» **WHAT THIS TASK INVOLVES**
Find how many lines below hold "crates", and give that number as the entire answer.

(Collected data)
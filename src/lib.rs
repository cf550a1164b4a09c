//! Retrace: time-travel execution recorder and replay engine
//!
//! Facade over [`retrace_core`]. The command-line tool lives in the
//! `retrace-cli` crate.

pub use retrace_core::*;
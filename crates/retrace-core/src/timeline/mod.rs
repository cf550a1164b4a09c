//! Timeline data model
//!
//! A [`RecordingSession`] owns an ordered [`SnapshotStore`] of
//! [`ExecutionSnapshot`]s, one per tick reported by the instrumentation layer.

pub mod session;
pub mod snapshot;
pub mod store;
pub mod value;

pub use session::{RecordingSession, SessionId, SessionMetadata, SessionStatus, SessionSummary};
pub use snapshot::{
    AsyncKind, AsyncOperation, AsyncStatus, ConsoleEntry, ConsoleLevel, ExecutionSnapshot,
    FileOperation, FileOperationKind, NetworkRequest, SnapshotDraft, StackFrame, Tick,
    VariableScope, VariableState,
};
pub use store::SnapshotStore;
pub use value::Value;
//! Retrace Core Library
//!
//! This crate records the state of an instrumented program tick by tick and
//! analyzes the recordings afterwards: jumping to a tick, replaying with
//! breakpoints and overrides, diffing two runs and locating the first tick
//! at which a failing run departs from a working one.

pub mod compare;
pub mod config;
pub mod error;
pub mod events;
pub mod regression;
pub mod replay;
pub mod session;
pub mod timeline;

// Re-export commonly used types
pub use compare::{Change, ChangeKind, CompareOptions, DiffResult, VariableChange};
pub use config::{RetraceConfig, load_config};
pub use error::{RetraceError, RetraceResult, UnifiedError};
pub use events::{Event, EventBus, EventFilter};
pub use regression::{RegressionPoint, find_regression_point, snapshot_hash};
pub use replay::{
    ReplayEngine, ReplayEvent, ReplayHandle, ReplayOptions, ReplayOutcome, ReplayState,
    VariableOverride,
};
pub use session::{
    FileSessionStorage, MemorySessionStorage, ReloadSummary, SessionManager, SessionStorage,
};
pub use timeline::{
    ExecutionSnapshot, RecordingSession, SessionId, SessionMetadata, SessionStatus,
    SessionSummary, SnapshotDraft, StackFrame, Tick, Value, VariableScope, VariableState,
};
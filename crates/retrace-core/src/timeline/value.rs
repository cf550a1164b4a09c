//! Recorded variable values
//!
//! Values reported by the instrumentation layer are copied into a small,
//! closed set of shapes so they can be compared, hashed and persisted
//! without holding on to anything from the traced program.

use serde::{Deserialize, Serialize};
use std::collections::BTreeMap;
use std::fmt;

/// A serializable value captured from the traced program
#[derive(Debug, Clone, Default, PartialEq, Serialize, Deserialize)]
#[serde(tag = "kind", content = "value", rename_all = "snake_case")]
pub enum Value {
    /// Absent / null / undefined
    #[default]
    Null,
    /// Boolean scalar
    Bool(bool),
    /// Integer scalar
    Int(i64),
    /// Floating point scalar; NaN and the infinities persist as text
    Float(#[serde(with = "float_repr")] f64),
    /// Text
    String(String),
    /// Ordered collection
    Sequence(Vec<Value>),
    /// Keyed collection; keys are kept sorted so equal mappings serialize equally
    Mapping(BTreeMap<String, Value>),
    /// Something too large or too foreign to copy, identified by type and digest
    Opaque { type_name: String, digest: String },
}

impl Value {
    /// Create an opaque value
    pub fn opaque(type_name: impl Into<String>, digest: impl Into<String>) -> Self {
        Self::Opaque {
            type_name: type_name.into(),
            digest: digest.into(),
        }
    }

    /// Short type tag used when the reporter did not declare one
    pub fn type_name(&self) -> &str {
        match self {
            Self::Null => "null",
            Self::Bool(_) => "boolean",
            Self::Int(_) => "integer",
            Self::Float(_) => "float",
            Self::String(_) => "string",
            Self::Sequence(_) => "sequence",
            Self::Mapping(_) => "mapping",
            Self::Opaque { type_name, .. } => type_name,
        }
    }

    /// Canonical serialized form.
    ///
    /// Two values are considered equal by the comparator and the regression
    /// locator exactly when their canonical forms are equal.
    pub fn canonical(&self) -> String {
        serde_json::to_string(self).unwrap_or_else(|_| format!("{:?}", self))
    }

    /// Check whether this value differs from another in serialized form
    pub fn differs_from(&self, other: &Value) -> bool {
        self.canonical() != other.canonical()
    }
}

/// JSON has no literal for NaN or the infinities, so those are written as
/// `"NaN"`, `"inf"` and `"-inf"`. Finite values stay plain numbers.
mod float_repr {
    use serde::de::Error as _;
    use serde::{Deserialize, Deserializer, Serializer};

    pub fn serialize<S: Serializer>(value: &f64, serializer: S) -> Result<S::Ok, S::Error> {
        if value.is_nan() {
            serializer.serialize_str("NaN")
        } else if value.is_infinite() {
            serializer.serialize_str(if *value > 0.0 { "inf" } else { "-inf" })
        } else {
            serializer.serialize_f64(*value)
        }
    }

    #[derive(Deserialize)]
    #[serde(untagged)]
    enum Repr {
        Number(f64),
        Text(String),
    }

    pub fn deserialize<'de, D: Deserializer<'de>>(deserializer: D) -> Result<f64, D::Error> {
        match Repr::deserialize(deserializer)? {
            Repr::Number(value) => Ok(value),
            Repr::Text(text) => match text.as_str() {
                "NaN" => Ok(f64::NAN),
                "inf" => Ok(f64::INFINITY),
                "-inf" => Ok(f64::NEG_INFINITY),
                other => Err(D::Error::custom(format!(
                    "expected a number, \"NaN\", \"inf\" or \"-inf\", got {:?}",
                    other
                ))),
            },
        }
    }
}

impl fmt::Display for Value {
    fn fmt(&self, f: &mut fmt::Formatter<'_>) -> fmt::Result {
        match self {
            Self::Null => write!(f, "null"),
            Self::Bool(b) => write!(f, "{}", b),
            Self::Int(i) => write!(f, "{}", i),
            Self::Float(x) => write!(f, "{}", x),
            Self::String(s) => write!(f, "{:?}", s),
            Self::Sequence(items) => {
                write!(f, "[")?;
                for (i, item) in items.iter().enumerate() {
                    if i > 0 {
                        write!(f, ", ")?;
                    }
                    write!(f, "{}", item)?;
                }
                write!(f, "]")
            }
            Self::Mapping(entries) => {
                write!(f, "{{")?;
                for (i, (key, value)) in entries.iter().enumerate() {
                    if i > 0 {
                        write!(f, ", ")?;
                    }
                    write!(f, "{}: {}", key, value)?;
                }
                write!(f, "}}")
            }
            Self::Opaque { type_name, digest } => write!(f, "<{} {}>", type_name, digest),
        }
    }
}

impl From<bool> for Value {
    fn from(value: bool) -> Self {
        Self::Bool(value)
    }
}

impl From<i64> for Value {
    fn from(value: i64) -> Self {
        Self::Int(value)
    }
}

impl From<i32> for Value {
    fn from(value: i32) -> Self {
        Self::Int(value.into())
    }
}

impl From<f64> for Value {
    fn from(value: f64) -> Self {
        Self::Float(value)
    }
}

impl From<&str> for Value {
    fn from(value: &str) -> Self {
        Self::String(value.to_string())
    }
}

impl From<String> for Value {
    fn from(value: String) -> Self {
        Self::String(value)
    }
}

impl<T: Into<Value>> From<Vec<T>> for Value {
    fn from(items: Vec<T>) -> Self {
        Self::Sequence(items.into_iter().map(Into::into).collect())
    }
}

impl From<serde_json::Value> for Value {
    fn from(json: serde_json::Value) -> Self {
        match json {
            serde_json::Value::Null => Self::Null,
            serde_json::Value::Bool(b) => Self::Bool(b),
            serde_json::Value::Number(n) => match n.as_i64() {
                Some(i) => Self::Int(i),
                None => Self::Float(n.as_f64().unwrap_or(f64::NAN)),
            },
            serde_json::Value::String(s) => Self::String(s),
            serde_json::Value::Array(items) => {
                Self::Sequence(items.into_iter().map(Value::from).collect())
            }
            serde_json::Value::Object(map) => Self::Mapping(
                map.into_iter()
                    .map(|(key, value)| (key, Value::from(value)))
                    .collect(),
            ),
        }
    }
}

» **EXERCISE ANSWER**
2